Look at the diagram of the system after the completion of this step:

  

  This step involves these knowledge systems: The Sub-table is also more business division, the technology involves dynamic hash algorithm, consistent hash algorithm, etc. the DAL involves more complex techniques such as database connection management (timeouts, exceptions), Control of database operations (timeouts, exceptions), encapsulation of sub-list rules, and so on.
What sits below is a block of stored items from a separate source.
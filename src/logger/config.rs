//! Configuration types for the logger.
//!
//! These are deserialised straight from the `[logger]` configuration section.

use std::path::PathBuf;

use anyhow::{Context, Result};
use serde::{Deserialize, Serialize};
use tracing::Level;

fn default_level() -> String {
    "info".to_string()
}

fn default_true() -> bool {
    true
}

fn default_log_path() -> PathBuf {
    PathBuf::from("logs/catalog-admin.log")
}

/// Main logger configuration
#[derive(Debug, Clone, PartialEq, Eq, Serialize, Deserialize)]
pub struct LoggerConfig {
    /// `trace`, `debug`, `info`, `warn` or `error`
    #[serde(default = "default_level")]
    pub level: String,

    #[serde(default)]
    pub console: ConsoleConfig,

    #[serde(default)]
    pub file: FileConfig,
}

impl LoggerConfig {
    pub fn validate(&self) -> Result<()> {
        self.parse_level()
            .with_context(|| format!("Invalid log level: {}", self.level))?;
        self.file.validate().context("Invalid file configuration")?;

        if !self.console.enabled && !self.file.enabled {
            anyhow::bail!("At least one output (console or file) must be enabled");
        }
        Ok(())
    }

    pub fn parse_level(&self) -> Result<Level> {
        match self.level.to_lowercase().as_str() {
            "trace" => Ok(Level::TRACE),
            "debug" => Ok(Level::DEBUG),
            "info" => Ok(Level::INFO),
            "warn" => Ok(Level::WARN),
            "error" => Ok(Level::ERROR),
            _ => anyhow::bail!(
                "Invalid log level '{}'. Valid levels are: trace, debug, info, warn, error",
                self.level
            ),
        }
    }
}

impl Default for LoggerConfig {
    fn default() -> Self {
        Self {
            level: default_level(),
            console: ConsoleConfig::default(),
            file: FileConfig::default(),
        }
    }
}

/// Console output configuration
#[derive(Debug, Clone, PartialEq, Eq, Serialize, Deserialize)]
pub struct ConsoleConfig {
    #[serde(default = "default_true")]
    pub enabled: bool,

    /// ANSI colours; only applied when stdout is a terminal.
    #[serde(default = "default_true")]
    pub colored: bool,
}

impl Default for ConsoleConfig {
    fn default() -> Self {
        Self {
            enabled: true,
            colored: true,
        }
    }
}

/// File output configuration
#[derive(Debug, Clone, PartialEq, Eq, Serialize, Deserialize)]
pub struct FileConfig {
    #[serde(default)]
    pub enabled: bool,

    #[serde(default = "default_log_path")]
    pub path: PathBuf,

    /// Append to an existing file instead of truncating it.
    #[serde(default = "default_true")]
    pub append: bool,

    #[serde(default)]
    pub format: LogFormat,
}

impl FileConfig {
    pub fn validate(&self) -> Result<()> {
        if self.enabled && self.path.as_os_str().is_empty() {
            anyhow::bail!("File path cannot be empty when file output is enabled");
        }
        Ok(())
    }
}

impl Default for FileConfig {
    fn default() -> Self {
        Self {
            enabled: false,
            path: default_log_path(),
            append: true,
            format: LogFormat::Json,
        }
    }
}

/// Log line format for file output
#[derive(Debug, Clone, Copy, Default, PartialEq, Eq, Serialize, Deserialize)]
#[serde(rename_all = "lowercase")]
pub enum LogFormat {
    #[default]
    Full,
    Compact,
    Json,
}

impl std::str::FromStr for LogFormat {
    type Err = anyhow::Error;

    fn from_str(s: &str) -> Result<Self, Self::Err> {
        match s.to_lowercase().as_str() {
            "full" => Ok(LogFormat::Full),
            "compact" => Ok(LogFormat::Compact),
            "json" => Ok(LogFormat::Json),
            _ => anyhow::bail!("Invalid log format '{}'. Valid formats are: full, compact, json", s),
        }
    }
}

#[cfg(test)]
mod tests {
    use super::*;

    #[test]
    fn test_default_config_is_valid() {
        let config = LoggerConfig::default();
        assert!(config.validate().is_ok());
        assert_eq!(config.parse_level().unwrap(), Level::INFO);
    }

    #[test]
    fn test_invalid_level_rejected() {
        let config = LoggerConfig {
            level: "loud".into(),
            ..Default::default()
        };
        assert!(config.validate().is_err());
    }

    #[test]
    fn test_all_outputs_disabled_rejected() {
        let mut config = LoggerConfig::default();
        config.console.enabled = false;
        assert!(config.validate().is_err());
    }

    #[test]
    fn test_enabled_file_needs_path() {
        let mut config = LoggerConfig::default();
        config.file.enabled = true;
        config.file.path = PathBuf::new();
        assert!(config.validate().is_err());
    }

    #[test]
    fn test_log_format_parse() {
        assert_eq!("JSON".parse::<LogFormat>().unwrap(), LogFormat::Json);
        assert_eq!("compact".parse::<LogFormat>().unwrap(), LogFormat::Compact);
        assert!("xml".parse::<LogFormat>().is_err());
    }
}
//! User screens.
//!
//! Role ids are resolved against the role table and the password is hashed
//! before the entity reaches the service. A new user must supply a password;
//! an edit with an empty password keeps the stored one.

use async_trait::async_trait;
use serde_json::{Map, Value};

use super::resource::AdminResource;
use crate::api::dto::UserForm;
use crate::error::{AppResult, ValidationFieldError};
use crate::models::User;
use crate::services::UserService;
use crate::state::AppState;
use crate::utils::password::hash_submitted;

#[async_trait]
impl AdminResource for User {
    type Form = UserForm;

    const ROUTE: &'static str = "users";
    const LIST_KEY: &'static str = "listUsers";
    const DUPLICATE_MESSAGE: &'static str = "このメールアドレスは既に使用されています";

    fn service(state: &AppState) -> &UserService {
        &state.services.users
    }

    async fn bind(
        state: &AppState,
        form: UserForm,
        id: Option<i64>,
        errors: &mut Vec<ValidationFieldError>,
    ) -> AppResult<Self> {
        let enabled = form.is_enabled();

        let roles = match form.role_ids() {
            Ok(ids) => {
                let roles = state.services.roles.resolve(&ids).await?;
                if roles.len() != ids.len() {
                    errors.push(ValidationFieldError::new(
                        "roles",
                        "存在しないロールが含まれています",
                    ));
                }
                roles
            }
            Err(error) => {
                errors.push(error);
                Vec::new()
            }
        };

        if id.is_none() && form.password.is_empty() {
            errors.push(ValidationFieldError::new(
                "password",
                "パスワードを入力してください",
            ));
        }

        Ok(User::new(
            id,
            form.email.trim(),
            hash_submitted(&form.password)?,
            form.name.trim(),
            enabled,
            roles,
        ))
    }

    async fn form_model(state: &AppState) -> AppResult<Map<String, Value>> {
        let roles = state.services.roles.list_all().await?;

        let mut model = Map::new();
        model.insert("listRoles".into(), serde_json::to_value(roles)?);
        Ok(model)
    }
}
  Architecture Evolution Step Eighth: add more webserver

After doing the work of the sub-Library, the pressure on the database has dropped to a relatively low, and began to watch the daily traffic surge of happy life, suddenly one day, found that the system's visit began to slow trend, this time first to view the database, pressure all normal, then view webserver, found that Apache blocked a lot of requests, and the application server for each request is also relatively fast, it seems that the number of requests is too high caused the need to queue, slow response, this is OK, generally speaking, this time will be some money, so add some webserver server, In this Add webserver server process, there may be several challenges: 1, Apache soft load or LVS soft load can not afford a huge amount of web traffic (request connection number, network flow, etc.) of the dispatch, this time if the funding allows, the plan is to buy hardware load, such as F5, Netsclar, Athelon and the like, if the funds are not allowed, the plan is to apply the logic of a certain classification, and then dispersed to different soft load cluster; 2, some of the existing state information synchronization, file sharing and other scenarios may be bottlenecks, need to be improved, Perhaps this time will be written according to the requirements of the Web site business needs of the distributed file system, etc. after these work, began to enter a seemingly perfect era of unlimited expansion, when the site traffic increases, the solution is to constantly add webserver.

Look at the diagram of the system after the completion of this step:

  

This step involves these knowledge systems: at this point, as the number of machines continues to grow, data volumes continue to grow, and requirements for system availability are increasing, this time requires a deeper understanding of the technologies used and the need for more customized products based on the needs of the site.

Large-scale website architecture evolution and Knowledge system

Contact Us

The content source of this page is from Internet, which doesn't represent Alibaba Cloud's opinion; products and services mentioned on that page don't have any relationship with Alibaba Cloud. If the content of the page makes you feel confusing, please write us an email, we will handle the problem within 5 days after receiving your email.

If you find any instances of plagiarism from the community, please send an email to: info-contact@alibabacloud.com and provide relevant evidence. A staff member will contact you within 5 working days.

A Free Trial That Lets You Build Big!

Start building with 50+ products and up to 12 months usage for Elastic Compute Service

  • Sales Support

    1 on 1 presale consultation

  • After-Sales Support

    24/7 Technical Support 6 Free Tickets per Quarter Faster Response

  • Alibaba Cloud offers highly flexible support services tailored to meet your exact needs.